**PROBLEM TO SOLVE**
Where does "ExpireFlags" appear in the data? Return each line that holds it.

*** SUPPLIED RECORDS Section Begins ***

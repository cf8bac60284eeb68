//! Key-level commands: deletion, existence, type inspection, expiry.

use crate::command::{
    parse_i64, wrong_args, AccessKeys, CommandSpec, CATEGORY_FAST, CATEGORY_GENERIC,
    CATEGORY_READ, CATEGORY_SLOW, CATEGORY_WRITE,
};
use crate::context::Context;
use crate::error::{StoreError, StoreResult};
use crate::keyspace::now_millis;
use crate::resp::Reply;
use crate::store::Access;

fn del_keys(args: &[String]) -> StoreResult<AccessKeys> {
    if args.len() < 2 {
        return Err(wrong_args("del"));
    }
    Ok(AccessKeys::write(&args[1..]))
}

fn exists_keys(args: &[String]) -> StoreResult<AccessKeys> {
    if args.len() < 2 {
        return Err(wrong_args("exists"));
    }
    Ok(AccessKeys::read(&args[1..]))
}

fn type_keys(args: &[String]) -> StoreResult<AccessKeys> {
    if args.len() != 2 {
        return Err(wrong_args("type"));
    }
    Ok(AccessKeys::read(&args[1..2]))
}

fn ttl_keys(args: &[String]) -> StoreResult<AccessKeys> {
    if args.len() != 2 {
        return Err(wrong_args("ttl"));
    }
    Ok(AccessKeys::read(&args[1..2]))
}

fn expire_keys(args: &[String]) -> StoreResult<AccessKeys> {
    if args.len() < 3 {
        return Err(wrong_args("expire"));
    }
    Ok(AccessKeys::write(&args[1..2]))
}

fn persist_keys(args: &[String]) -> StoreResult<AccessKeys> {
    if args.len() != 2 {
        return Err(wrong_args("persist"));
    }
    Ok(AccessKeys::write(&args[1..2]))
}

fn cmd_del(_ctx: &Context, args: &[String], access: &mut Access) -> StoreResult<Reply> {
    let mut removed = 0i64;
    for key in &args[1..] {
        if access.delete(key) {
            removed += 1;
        }
    }
    Ok(Reply::integer(removed))
}

fn cmd_exists(_ctx: &Context, args: &[String], access: &mut Access) -> StoreResult<Reply> {
    let mut count = 0i64;
    for key in &args[1..] {
        if access.exists(key) {
            count += 1;
        }
    }
    Ok(Reply::integer(count))
}

fn cmd_type(_ctx: &Context, args: &[String], access: &mut Access) -> StoreResult<Reply> {
    let name = match access.value(&args[1]) {
        Some(value) => value.type_name(),
        None => "none",
    };
    Ok(Reply::simple(name))
}

fn cmd_ttl(_ctx: &Context, args: &[String], access: &mut Access) -> StoreResult<Reply> {
    Ok(Reply::integer(access.ttl_seconds(&args[1])))
}

fn cmd_pttl(_ctx: &Context, args: &[String], access: &mut Access) -> StoreResult<Reply> {
    Ok(Reply::integer(access.ttl_millis(&args[1])))
}

fn cmd_expiretime(_ctx: &Context, args: &[String], access: &mut Access) -> StoreResult<Reply> {
    let reply = if !access.exists(&args[1]) {
        -2
    } else {
        match access.expiry(&args[1]) {
            Some(exp) => (exp / 1000) as i64,
            None => -1,
        }
    };
    Ok(Reply::integer(reply))
}

fn cmd_pexpiretime(_ctx: &Context, args: &[String], access: &mut Access) -> StoreResult<Reply> {
    let reply = if !access.exists(&args[1]) {
        -2
    } else {
        match access.expiry(&args[1]) {
            Some(exp) => exp as i64,
            None => -1,
        }
    };
    Ok(Reply::integer(reply))
}

/// Option flags on the EXPIRE family.
#[derive(Debug, Default)]
struct ExpireFlags {
    nx: bool,
    xx: bool,
    gt: bool,
    lt: bool,
}

fn parse_expire_flags(args: &[String]) -> StoreResult<ExpireFlags> {
    let mut flags = ExpireFlags::default();
    for opt in args {
        match opt.to_lowercase().as_str() {
            "nx" => flags.nx = true,
            "xx" => flags.xx = true,
            "gt" => flags.gt = true,
            "lt" => flags.lt = true,
            _ => return Err(StoreError::SyntaxError),
        }
    }
    if flags.nx && flags.xx {
        return Err(StoreError::OptionConflict(
            "NX and XX options at the same time are not compatible".to_string(),
        ));
    }
    if flags.gt && flags.lt {
        return Err(StoreError::OptionConflict(
            "GT and LT options at the same time are not compatible".to_string(),
        ));
    }
    Ok(flags)
}

/// Shared EXPIRE-family logic once the target expiry instant is known.
fn apply_expiry(access: &mut Access, key: &str, at_ms: u64, flags: &ExpireFlags) -> StoreResult<Reply> {
    if !access.exists(key) {
        return Ok(Reply::integer(0));
    }
    let current = access.expiry(key);

    let apply = if flags.nx {
        current.is_none()
    } else if flags.xx {
        current.is_some()
    } else if flags.gt {
        // A key without expiry counts as infinitely far out.
        match current {
            Some(cur) => at_ms > cur,
            None => false,
        }
    } else if flags.lt {
        match current {
            Some(cur) => at_ms < cur,
            None => true,
        }
    } else {
        true
    };

    if !apply {
        return Ok(Reply::integer(0));
    }
    if at_ms <= now_millis() {
        access.delete(key);
    } else {
        access.set_expiry(key, Some(at_ms))?;
    }
    Ok(Reply::integer(1))
}

fn cmd_expire(_ctx: &Context, args: &[String], access: &mut Access) -> StoreResult<Reply> {
    let seconds = parse_i64(&args[2])?;
    let flags = parse_expire_flags(&args[3..])?;
    let at_ms = now_millis().saturating_add_signed(seconds.saturating_mul(1000));
    apply_expiry(access, &args[1], at_ms, &flags)
}

fn cmd_pexpire(_ctx: &Context, args: &[String], access: &mut Access) -> StoreResult<Reply> {
    let millis = parse_i64(&args[2])?;
    let flags = parse_expire_flags(&args[3..])?;
    let at_ms = now_millis().saturating_add_signed(millis);
    apply_expiry(access, &args[1], at_ms, &flags)
}

fn cmd_expireat(_ctx: &Context, args: &[String], access: &mut Access) -> StoreResult<Reply> {
    let unix_seconds = parse_i64(&args[2])?;
    let flags = parse_expire_flags(&args[3..])?;
    let at_ms = unix_seconds.saturating_mul(1000).max(0) as u64;
    apply_expiry(access, &args[1], at_ms, &flags)
}

fn cmd_pexpireat(_ctx: &Context, args: &[String], access: &mut Access) -> StoreResult<Reply> {
    let unix_millis = parse_i64(&args[2])?;
    let flags = parse_expire_flags(&args[3..])?;
    apply_expiry(access, &args[1], unix_millis.max(0) as u64, &flags)
}

fn cmd_persist(_ctx: &Context, args: &[String], access: &mut Access) -> StoreResult<Reply> {
    let key = &args[1];
    if !access.exists(key) || access.expiry(key).is_none() {
        return Ok(Reply::integer(0));
    }
    access.set_expiry(key, None)?;
    Ok(Reply::integer(1))
}

pub fn commands() -> Vec<CommandSpec> {
    vec![
        CommandSpec {
            name: "del",
            categories: &[CATEGORY_GENERIC, CATEGORY_WRITE, CATEGORY_SLOW],
            description: "(DEL key [key ...]) Removes the given keys; returns the number removed.",
            synchronous: true,
            key_extractor: del_keys,
            handler: cmd_del,
        },
        CommandSpec {
            name: "unlink",
            categories: &[CATEGORY_GENERIC, CATEGORY_WRITE, CATEGORY_SLOW],
            description: "(UNLINK key [key ...]) Alias of DEL.",
            synchronous: true,
            key_extractor: del_keys,
            handler: cmd_del,
        },
        CommandSpec {
            name: "exists",
            categories: &[CATEGORY_GENERIC, CATEGORY_READ, CATEGORY_FAST],
            description: "(EXISTS key [key ...]) Counts how many of the given keys exist.",
            synchronous: false,
            key_extractor: exists_keys,
            handler: cmd_exists,
        },
        CommandSpec {
            name: "type",
            categories: &[CATEGORY_GENERIC, CATEGORY_READ, CATEGORY_FAST],
            description: "(TYPE key) Returns the value kind stored at the key.",
            synchronous: false,
            key_extractor: type_keys,
            handler: cmd_type,
        },
        CommandSpec {
            name: "ttl",
            categories: &[CATEGORY_GENERIC, CATEGORY_READ, CATEGORY_FAST],
            description: "(TTL key) Remaining time to live in seconds; -1 without expiry, -2 when absent.",
            synchronous: false,
            key_extractor: ttl_keys,
            handler: cmd_ttl,
        },
        CommandSpec {
            name: "pttl",
            categories: &[CATEGORY_GENERIC, CATEGORY_READ, CATEGORY_FAST],
            description: "(PTTL key) Remaining time to live in milliseconds.",
            synchronous: false,
            key_extractor: ttl_keys,
            handler: cmd_pttl,
        },
        CommandSpec {
            name: "expiretime",
            categories: &[CATEGORY_GENERIC, CATEGORY_READ, CATEGORY_FAST],
            description: "(EXPIRETIME key) Absolute expiry in unix seconds; -1 without expiry, -2 when absent.",
            synchronous: false,
            key_extractor: ttl_keys,
            handler: cmd_expiretime,
        },
        CommandSpec {
            name: "pexpiretime",
            categories: &[CATEGORY_GENERIC, CATEGORY_READ, CATEGORY_FAST],
            description: "(PEXPIRETIME key) Absolute expiry in unix milliseconds.",
            synchronous: false,
            key_extractor: ttl_keys,
            handler: cmd_pexpiretime,
        },
        CommandSpec {
            name: "expire",
            categories: &[CATEGORY_GENERIC, CATEGORY_WRITE, CATEGORY_FAST],
            description: "(EXPIRE key seconds [NX | XX | GT | LT]) Sets the key's expiry in seconds from now.",
            synchronous: true,
            key_extractor: expire_keys,
            handler: cmd_expire,
        },
        CommandSpec {
            name: "pexpire",
            categories: &[CATEGORY_GENERIC, CATEGORY_WRITE, CATEGORY_FAST],
            description: "(PEXPIRE key milliseconds [NX | XX | GT | LT]) Sets the key's expiry in milliseconds from now.",
            synchronous: true,
            key_extractor: expire_keys,
            handler: cmd_pexpire,
        },
        CommandSpec {
            name: "expireat",
            categories: &[CATEGORY_GENERIC, CATEGORY_WRITE, CATEGORY_FAST],
            description: "(EXPIREAT key unix-seconds [NX | XX | GT | LT]) Sets the key's expiry as an absolute unix time.",
            synchronous: true,
            key_extractor: expire_keys,
            handler: cmd_expireat,
        },
        CommandSpec {
            name: "pexpireat",
            categories: &[CATEGORY_GENERIC, CATEGORY_WRITE, CATEGORY_FAST],
            description: "(PEXPIREAT key unix-milliseconds [NX | XX | GT | LT]) Sets the key's expiry as absolute unix milliseconds.",
            synchronous: true,
            key_extractor: expire_keys,
            handler: cmd_pexpireat,
        },
        CommandSpec {
            name: "persist",
            categories: &[CATEGORY_GENERIC, CATEGORY_WRITE, CATEGORY_FAST],
            description: "(PERSIST key) Removes the key's expiry.",
            synchronous: true,
            key_extractor: persist_keys,
            handler: cmd_persist,
        },
    ]
}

*** SUPPLIED RECORDS Section Ends ***

**EXERCISE ANSWER**
struct ExpireFlags {
fn parse_expire_flags(args: &[String]) -> StoreResult<ExpireFlags> {
    let mut flags = ExpireFlags::default();
fn apply_expiry(access: &mut Access, key: &str, at_ms: u64, flags: &ExpireFlags) -> StoreResult<Reply> {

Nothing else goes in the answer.